● ENTRIES SUPPLIED
BEGIN
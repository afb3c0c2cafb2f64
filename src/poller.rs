use crate::crew::JobApi;
use crate::data_structures::{
    extract_result, snippet, AnalysisRequest, AnalysisResult, JobHandle, JobStatus, RawStatus, StatusResponse,
};
use crate::error::{ErrorResult, JobError};
use serde_json::Value;
use std::sync::Arc;
use std::time::Duration;
use tracing::{debug, info, instrument, warn};

pub const DEFAULT_MAX_ATTEMPTS: u32 = 20;
pub const DEFAULT_POLL_INTERVAL: Duration = Duration::from_secs(10);
const LOG_SNIPPET_CHARS: usize = 50;

#[derive(Clone, Debug)]
pub struct PollerConfig {
    pub max_attempts: u32,
    /// Fixed wait before every status check
    pub poll_interval: Duration,
}

impl Default for PollerConfig {
    fn default() -> Self {
        Self {
            max_attempts: DEFAULT_MAX_ATTEMPTS,
            poll_interval: DEFAULT_POLL_INTERVAL,
        }
    }
}

/// What a single status check told us
#[derive(Clone, Debug)]
pub enum PollObservation {
    Status(StatusResponse),
    /// 200 with a body that is not valid JSON
    Malformed(String),
    /// Non-200 or empty body
    Unavailable { http_status: u16 },
}

impl PollObservation {
    pub fn from_raw(raw: RawStatus) -> Self {
        if raw.http_status != 200 || raw.body.is_empty() {
            return PollObservation::Unavailable { http_status: raw.http_status };
        }
        match serde_json::from_str::<StatusResponse>(&raw.body) {
            Ok(status) => PollObservation::Status(status),
            Err(e) => PollObservation::Malformed(e.to_string()),
        }
    }
}

/// Lifecycle of one submitted job.
///
/// `Succeeded`, `Failed` and `TimedOut` are terminal. `attempt` counts status
/// checks already made for the job.
#[derive(Clone, Debug)]
pub enum PollState {
    Submitted(JobHandle),
    Polling { handle: JobHandle, attempt: u32 },
    Succeeded(AnalysisResult),
    Failed(JobError),
    TimedOut { attempts: u32 },
}

impl PollState {
    pub fn is_terminal(&self) -> bool {
        matches!(
            self,
            PollState::Succeeded(_) | PollState::Failed(_) | PollState::TimedOut { .. }
        )
    }

    /// Applies the outcome of status check number `attempt`.
    pub fn on_observation(handle: JobHandle, attempt: u32, max_attempts: u32, observation: PollObservation) -> Self {
        match observation {
            PollObservation::Status(status) => match status.job_status() {
                JobStatus::Success => Self::on_success(status.result_json),
                JobStatus::Error => Self::on_error(),
                JobStatus::Pending => Self::on_pending(handle, attempt, max_attempts),
            },
            PollObservation::Malformed(reason) => {
                warn!(attempt, %reason, "Error parsing status response, will retry");
                Self::on_pending(handle, attempt, max_attempts)
            }
            PollObservation::Unavailable { http_status } => {
                debug!(attempt, http_status, "Status not available yet");
                Self::on_pending(handle, attempt, max_attempts)
            }
        }
    }

    pub fn on_success(result_json: Option<Value>) -> Self {
        match extract_result(result_json) {
            Ok(result) => PollState::Succeeded(result),
            Err(reason) => {
                warn!(%reason, "Job succeeded without a usable result");
                PollState::Failed(JobError::Parse(reason))
            }
        }
    }

    pub fn on_error() -> Self {
        warn!("Task failed on server side");
        PollState::Failed(JobError::RemoteJob)
    }

    pub fn on_pending(handle: JobHandle, attempt: u32, max_attempts: u32) -> Self {
        if attempt >= max_attempts {
            PollState::TimedOut { attempts: attempt }
        } else {
            PollState::Polling { handle, attempt }
        }
    }
}

/// Submits analysis jobs to the crew and waits for them to finish
pub struct JobPoller {
    api: Arc<dyn JobApi>,
    config: PollerConfig,
}

impl JobPoller {
    pub fn new(api: Arc<dyn JobApi>, config: PollerConfig) -> Self {
        Self { api, config }
    }

    /// Runs one full submit/poll cycle; every failure comes back as an `ErrorResult`.
    pub async fn submit_and_await(&self, symbol: &str) -> Result<AnalysisResult, ErrorResult> {
        self.run(symbol).await.map_err(ErrorResult::from)
    }

    #[instrument(skip(self), fields(max_attempts = self.config.max_attempts))]
    pub async fn run(&self, symbol: &str) -> Result<AnalysisResult, JobError> {
        let request = AnalysisRequest::for_today(symbol);
        let handle = self.api.kickoff(&request).await?;
        info!(kickoff_id = %handle, "Execution started");

        let mut state = PollState::Submitted(handle);
        loop {
            state = match state {
                PollState::Succeeded(result) => {
                    info!(fields = result.len(), "Result data received");
                    return Ok(result);
                }
                PollState::Failed(error) => return Err(error),
                PollState::TimedOut { attempts } => {
                    warn!(attempts, "Gave up waiting for job");
                    return Err(JobError::Timeout { attempts });
                }
                PollState::Submitted(handle) => self.poll_once(handle, 1).await,
                PollState::Polling { handle, attempt } => self.poll_once(handle, attempt + 1).await,
            };
        }
    }

    async fn poll_once(&self, handle: JobHandle, attempt: u32) -> PollState {
        let max_attempts = self.config.max_attempts;
        if attempt > max_attempts {
            return PollState::TimedOut { attempts: max_attempts };
        }

        tokio::time::sleep(self.config.poll_interval).await;
        info!(attempt, max_attempts, "Checking status");

        let raw = match self.api.status(&handle).await {
            Ok(raw) => raw,
            Err(error) => {
                warn!(attempt, %error, "Status request failed");
                return PollState::Failed(error);
            }
        };
        debug!(
            attempt,
            http_status = raw.http_status,
            body = snippet(&raw.body, LOG_SNIPPET_CHARS),
            "Raw status response"
        );

        let observation = PollObservation::from_raw(raw);
        if let PollObservation::Status(status) = &observation {
            info!(attempt, state = ?status.state, status = ?status.status, "Job state");
        }
        PollState::on_observation(handle, attempt, max_attempts, observation)
    }
}

#[cfg(test)]
mod tests {
    use super::*;
    use crate::crew::scripted::{pending, ScriptedApi};
    use serde_json::json;

    fn poller(api: Arc<ScriptedApi>, max_attempts: u32) -> JobPoller {
        JobPoller::new(
            api,
            PollerConfig {
                max_attempts,
                poll_interval: Duration::ZERO,
            },
        )
    }

    #[test]
    fn test_pending_on_last_attempt_times_out() {
        let handle = JobHandle("job".to_string());
        assert!(matches!(
            PollState::on_pending(handle.clone(), 3, 20),
            PollState::Polling { attempt: 3, .. }
        ));
        assert!(matches!(
            PollState::on_pending(handle, 20, 20),
            PollState::TimedOut { attempts: 20 }
        ));
    }

    #[test]
    fn test_malformed_observation_keeps_polling() {
        let observation = PollObservation::from_raw(RawStatus {
            http_status: 200,
            body: "<html>gateway</html>".to_string(),
        });
        assert!(matches!(observation, PollObservation::Malformed(_)));
        let next = PollState::on_observation(JobHandle("job".to_string()), 1, 20, observation);
        assert!(!next.is_terminal());
    }

    #[test]
    fn test_non_200_is_unavailable() {
        let observation = PollObservation::from_raw(RawStatus {
            http_status: 503,
            body: "{\"state\":\"ERROR\"}".to_string(),
        });
        assert!(matches!(observation, PollObservation::Unavailable { http_status: 503 }));
    }

    #[test]
    fn test_success_with_empty_result_fails() {
        let state = PollState::on_success(Some(json!({})));
        assert!(matches!(state, PollState::Failed(JobError::Parse(_))));
    }

    #[tokio::test]
    async fn test_success_on_third_poll_returns_payload_unchanged() {
        let payload = json!({"state": "SUCCESS", "result_json": {"stock_ticker": "FPT", "decision": "Mua"}});
        let api = Arc::new(ScriptedApi::with_statuses(vec![
            Ok(pending()),
            Ok(pending()),
            Ok(RawStatus { http_status: 200, body: payload.to_string() }),
        ]));

        let result = poller(api.clone(), 20).submit_and_await("FPT").await.unwrap();

        assert_eq!(
            serde_json::Value::Object(result),
            json!({"stock_ticker": "FPT", "decision": "Mua"})
        );
        assert_eq!(api.status_calls(), 3);
        assert_eq!(api.last_symbol().as_deref(), Some("FPT"));
    }

    #[tokio::test]
    async fn test_error_state_stops_immediately() {
        let api = Arc::new(ScriptedApi::with_statuses(vec![Ok(RawStatus {
            http_status: 200,
            body: json!({"state": "ERROR"}).to_string(),
        })]));

        let result = poller(api.clone(), 20).submit_and_await("VCB").await;

        assert_eq!(
            result.unwrap_err(),
            ErrorResult::new("Lỗi phân tích dữ liệu từ server. Xin hãy thử lại sau ít phút.")
        );
        assert_eq!(api.status_calls(), 1);
    }

    #[tokio::test]
    async fn test_always_pending_times_out_after_max_attempts() {
        let api = Arc::new(ScriptedApi::with_statuses(Vec::new()));

        let result = poller(api.clone(), 20).run("HPG").await;

        assert_eq!(result.unwrap_err(), JobError::Timeout { attempts: 20 });
        assert_eq!(api.status_calls(), 20);
    }

    #[tokio::test]
    async fn test_transport_timeout_aborts_without_retry() {
        let api = Arc::new(ScriptedApi::with_statuses(vec![
            Ok(pending()),
            Err(JobError::Transport {
                message: "operation timed out".to_string(),
                timed_out: true,
            }),
        ]));

        let result = poller(api.clone(), 20).run("FPT").await;

        assert!(matches!(result, Err(JobError::Transport { timed_out: true, .. })));
        assert_eq!(api.status_calls(), 2);
    }

    #[tokio::test]
    async fn test_garbage_responses_are_retried() {
        let api = Arc::new(ScriptedApi::with_statuses(vec![
            Ok(RawStatus { http_status: 200, body: "not json".to_string() }),
            Ok(RawStatus { http_status: 502, body: String::new() }),
            Ok(RawStatus { http_status: 200, body: String::new() }),
            Ok(RawStatus {
                http_status: 200,
                body: json!({"state": "SUCCESS", "result_json": {"stock_ticker": "MWG"}}).to_string(),
            }),
        ]));

        let result = poller(api.clone(), 20).run("MWG").await.unwrap();

        assert_eq!(result.get("stock_ticker"), Some(&json!("MWG")));
        assert_eq!(api.status_calls(), 4);
    }

    #[tokio::test]
    async fn test_failed_kickoff_never_polls() {
        let api = Arc::new(ScriptedApi::failing_kickoff(JobError::submission(
            "kickoff response has no kickoff_id",
        )));

        let result = poller(api.clone(), 20).run("FPT").await;

        assert!(matches!(result, Err(JobError::Submission { .. })));
        assert_eq!(api.status_calls(), 0);
    }

    #[tokio::test]
    async fn test_zero_attempts_times_out_without_polling() {
        let api = Arc::new(ScriptedApi::with_statuses(Vec::new()));

        let result = poller(api.clone(), 0).run("FPT").await;

        assert_eq!(result.unwrap_err(), JobError::Timeout { attempts: 0 });
        assert_eq!(api.status_calls(), 0);
    }
}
END
● AIM OF THE TASK
Check each line of the material for the word "Some". State how many have it, and write nothing else.

● ANSWER TO THIS TASK
3